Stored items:
◇ ◇ ◇ ◇

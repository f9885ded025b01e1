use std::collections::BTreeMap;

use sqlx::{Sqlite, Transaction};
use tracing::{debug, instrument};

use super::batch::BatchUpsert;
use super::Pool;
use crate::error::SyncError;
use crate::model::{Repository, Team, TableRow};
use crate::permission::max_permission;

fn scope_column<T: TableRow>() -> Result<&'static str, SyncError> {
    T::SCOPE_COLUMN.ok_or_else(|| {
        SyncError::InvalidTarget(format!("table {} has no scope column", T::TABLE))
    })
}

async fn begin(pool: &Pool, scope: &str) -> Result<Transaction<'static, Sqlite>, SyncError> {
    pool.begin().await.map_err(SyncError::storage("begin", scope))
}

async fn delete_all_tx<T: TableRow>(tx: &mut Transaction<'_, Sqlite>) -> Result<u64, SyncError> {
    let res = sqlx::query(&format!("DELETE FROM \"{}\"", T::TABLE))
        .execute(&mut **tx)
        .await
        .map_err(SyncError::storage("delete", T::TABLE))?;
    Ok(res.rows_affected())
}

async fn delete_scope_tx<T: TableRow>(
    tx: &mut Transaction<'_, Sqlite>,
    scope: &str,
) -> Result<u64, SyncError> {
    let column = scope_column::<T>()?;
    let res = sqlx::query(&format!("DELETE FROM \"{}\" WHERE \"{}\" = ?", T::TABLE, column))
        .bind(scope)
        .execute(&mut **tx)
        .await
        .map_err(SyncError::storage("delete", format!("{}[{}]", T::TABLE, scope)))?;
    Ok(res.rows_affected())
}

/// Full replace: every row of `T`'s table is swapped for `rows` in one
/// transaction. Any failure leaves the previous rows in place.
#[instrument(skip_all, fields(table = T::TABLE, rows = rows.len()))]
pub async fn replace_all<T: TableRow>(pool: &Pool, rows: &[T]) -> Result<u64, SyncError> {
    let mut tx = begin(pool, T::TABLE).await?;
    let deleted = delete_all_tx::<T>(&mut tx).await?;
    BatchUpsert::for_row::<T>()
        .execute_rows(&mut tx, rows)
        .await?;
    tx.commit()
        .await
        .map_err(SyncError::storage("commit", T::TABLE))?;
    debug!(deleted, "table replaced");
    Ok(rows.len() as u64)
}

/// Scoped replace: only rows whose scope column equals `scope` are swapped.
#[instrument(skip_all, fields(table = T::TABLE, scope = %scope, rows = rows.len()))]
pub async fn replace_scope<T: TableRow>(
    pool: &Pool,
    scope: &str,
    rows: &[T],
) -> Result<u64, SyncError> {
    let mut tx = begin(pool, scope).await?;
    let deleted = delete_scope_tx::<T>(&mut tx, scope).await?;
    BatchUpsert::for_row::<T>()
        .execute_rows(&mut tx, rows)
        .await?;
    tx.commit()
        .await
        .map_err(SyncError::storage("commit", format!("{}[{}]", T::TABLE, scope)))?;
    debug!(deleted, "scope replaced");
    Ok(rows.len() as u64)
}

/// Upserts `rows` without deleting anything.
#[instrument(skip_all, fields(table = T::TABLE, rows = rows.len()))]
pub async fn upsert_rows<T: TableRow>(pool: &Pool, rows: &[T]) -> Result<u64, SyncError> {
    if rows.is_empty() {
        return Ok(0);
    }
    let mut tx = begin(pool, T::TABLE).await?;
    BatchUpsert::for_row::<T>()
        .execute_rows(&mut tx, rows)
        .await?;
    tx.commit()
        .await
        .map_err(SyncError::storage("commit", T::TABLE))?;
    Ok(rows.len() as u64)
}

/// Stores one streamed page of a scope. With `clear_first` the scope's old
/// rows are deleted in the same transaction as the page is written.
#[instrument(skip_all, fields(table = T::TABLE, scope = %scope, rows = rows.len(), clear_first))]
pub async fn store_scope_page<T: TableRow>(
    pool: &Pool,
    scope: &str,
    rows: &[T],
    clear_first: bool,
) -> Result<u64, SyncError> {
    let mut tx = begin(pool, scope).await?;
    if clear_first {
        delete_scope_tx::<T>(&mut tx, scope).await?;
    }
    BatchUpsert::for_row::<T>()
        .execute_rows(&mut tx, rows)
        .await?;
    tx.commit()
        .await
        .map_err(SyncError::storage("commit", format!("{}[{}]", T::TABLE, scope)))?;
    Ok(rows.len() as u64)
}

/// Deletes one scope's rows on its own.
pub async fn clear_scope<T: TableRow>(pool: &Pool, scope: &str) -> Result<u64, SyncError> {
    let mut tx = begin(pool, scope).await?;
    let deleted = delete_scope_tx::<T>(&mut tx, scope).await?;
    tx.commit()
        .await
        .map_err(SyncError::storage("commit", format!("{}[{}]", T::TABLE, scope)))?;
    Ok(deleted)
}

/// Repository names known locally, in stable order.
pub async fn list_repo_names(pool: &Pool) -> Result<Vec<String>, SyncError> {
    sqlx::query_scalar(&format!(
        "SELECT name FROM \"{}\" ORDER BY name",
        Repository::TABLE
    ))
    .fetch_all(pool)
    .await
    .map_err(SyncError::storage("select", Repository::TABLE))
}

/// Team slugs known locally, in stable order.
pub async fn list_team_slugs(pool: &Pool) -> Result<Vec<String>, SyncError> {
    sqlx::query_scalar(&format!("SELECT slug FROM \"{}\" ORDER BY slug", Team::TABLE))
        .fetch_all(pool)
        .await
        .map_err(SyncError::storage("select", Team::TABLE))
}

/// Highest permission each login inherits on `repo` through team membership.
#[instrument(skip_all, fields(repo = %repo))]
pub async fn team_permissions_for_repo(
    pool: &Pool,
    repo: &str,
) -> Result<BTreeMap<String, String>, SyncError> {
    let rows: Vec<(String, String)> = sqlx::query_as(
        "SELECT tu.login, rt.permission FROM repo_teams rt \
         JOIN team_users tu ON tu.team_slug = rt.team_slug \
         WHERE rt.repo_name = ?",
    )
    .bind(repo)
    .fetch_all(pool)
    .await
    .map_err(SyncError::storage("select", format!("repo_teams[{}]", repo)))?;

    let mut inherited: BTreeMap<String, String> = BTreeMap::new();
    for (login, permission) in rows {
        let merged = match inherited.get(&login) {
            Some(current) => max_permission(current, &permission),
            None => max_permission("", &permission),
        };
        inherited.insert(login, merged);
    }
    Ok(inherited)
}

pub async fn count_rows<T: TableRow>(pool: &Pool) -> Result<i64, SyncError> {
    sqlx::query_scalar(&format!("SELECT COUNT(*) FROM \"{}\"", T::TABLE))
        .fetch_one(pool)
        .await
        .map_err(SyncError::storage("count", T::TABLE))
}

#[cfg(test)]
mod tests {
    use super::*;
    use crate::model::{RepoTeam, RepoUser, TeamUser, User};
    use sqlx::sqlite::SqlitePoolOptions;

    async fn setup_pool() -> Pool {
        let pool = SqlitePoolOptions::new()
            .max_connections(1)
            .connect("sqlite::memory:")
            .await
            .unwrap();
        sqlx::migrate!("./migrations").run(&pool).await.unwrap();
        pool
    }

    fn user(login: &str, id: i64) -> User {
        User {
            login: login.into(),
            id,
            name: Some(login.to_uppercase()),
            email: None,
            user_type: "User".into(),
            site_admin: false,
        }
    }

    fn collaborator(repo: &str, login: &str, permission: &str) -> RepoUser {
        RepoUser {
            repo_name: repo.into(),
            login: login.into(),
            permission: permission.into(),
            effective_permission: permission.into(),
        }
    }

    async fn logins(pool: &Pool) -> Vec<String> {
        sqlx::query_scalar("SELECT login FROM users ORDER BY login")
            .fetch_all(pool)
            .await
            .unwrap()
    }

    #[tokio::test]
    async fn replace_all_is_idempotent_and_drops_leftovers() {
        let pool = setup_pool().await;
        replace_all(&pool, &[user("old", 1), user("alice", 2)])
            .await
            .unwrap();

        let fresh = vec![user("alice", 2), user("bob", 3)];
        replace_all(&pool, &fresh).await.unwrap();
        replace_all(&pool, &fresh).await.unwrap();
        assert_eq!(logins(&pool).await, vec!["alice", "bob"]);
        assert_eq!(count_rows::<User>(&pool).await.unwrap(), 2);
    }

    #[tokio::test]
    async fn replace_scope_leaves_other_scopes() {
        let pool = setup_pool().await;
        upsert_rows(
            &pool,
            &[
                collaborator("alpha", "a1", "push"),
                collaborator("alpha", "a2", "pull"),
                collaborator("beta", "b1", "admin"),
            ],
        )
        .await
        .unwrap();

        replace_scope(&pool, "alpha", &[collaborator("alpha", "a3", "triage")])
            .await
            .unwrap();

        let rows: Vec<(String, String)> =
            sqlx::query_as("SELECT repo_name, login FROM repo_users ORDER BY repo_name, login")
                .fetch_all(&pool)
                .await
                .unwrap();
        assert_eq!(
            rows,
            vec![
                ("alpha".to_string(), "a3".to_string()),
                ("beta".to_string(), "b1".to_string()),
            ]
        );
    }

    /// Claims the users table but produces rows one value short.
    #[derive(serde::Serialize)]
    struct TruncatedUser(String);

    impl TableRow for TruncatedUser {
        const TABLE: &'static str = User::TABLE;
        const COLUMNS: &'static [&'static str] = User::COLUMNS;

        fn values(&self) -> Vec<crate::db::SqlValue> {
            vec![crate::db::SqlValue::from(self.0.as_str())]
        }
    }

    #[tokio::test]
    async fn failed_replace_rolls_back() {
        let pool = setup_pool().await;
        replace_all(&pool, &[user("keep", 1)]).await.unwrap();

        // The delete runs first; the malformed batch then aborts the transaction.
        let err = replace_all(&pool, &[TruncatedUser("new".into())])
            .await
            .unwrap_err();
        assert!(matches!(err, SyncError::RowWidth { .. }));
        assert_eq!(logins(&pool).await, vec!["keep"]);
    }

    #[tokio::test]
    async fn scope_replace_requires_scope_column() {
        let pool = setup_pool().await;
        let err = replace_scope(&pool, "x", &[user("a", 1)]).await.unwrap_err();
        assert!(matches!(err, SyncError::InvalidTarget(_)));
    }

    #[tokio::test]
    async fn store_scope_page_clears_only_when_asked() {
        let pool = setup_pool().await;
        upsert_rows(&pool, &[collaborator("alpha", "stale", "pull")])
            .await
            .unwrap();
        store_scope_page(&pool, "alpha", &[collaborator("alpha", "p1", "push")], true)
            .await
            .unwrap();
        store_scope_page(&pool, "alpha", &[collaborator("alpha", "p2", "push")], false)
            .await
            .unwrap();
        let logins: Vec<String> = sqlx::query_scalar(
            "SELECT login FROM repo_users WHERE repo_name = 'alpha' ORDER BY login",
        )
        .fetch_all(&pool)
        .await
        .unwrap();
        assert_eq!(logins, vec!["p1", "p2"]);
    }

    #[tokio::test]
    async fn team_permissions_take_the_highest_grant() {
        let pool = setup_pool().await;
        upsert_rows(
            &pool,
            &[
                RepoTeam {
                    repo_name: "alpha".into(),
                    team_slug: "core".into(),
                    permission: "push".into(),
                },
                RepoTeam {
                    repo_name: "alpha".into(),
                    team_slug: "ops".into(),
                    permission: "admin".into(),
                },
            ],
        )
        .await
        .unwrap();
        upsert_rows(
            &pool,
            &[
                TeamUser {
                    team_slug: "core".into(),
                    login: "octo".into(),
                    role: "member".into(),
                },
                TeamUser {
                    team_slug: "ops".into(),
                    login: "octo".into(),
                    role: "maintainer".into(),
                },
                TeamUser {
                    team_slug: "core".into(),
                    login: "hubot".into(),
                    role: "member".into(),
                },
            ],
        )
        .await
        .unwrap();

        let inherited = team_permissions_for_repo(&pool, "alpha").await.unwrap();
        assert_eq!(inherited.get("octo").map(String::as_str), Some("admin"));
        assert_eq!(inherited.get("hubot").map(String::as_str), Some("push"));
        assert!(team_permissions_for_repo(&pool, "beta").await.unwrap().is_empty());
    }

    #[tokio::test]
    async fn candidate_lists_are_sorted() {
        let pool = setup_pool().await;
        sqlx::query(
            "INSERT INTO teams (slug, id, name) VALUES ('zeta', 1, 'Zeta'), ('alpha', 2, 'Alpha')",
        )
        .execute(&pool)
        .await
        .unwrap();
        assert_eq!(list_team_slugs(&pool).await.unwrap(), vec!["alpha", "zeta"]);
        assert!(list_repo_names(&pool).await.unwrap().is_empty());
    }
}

◇ ◇ ◇ ◇

Exercise directions: In the records above, how many lines hold "SqlitePoolOptions"? Only the number is wanted.

Task result: 2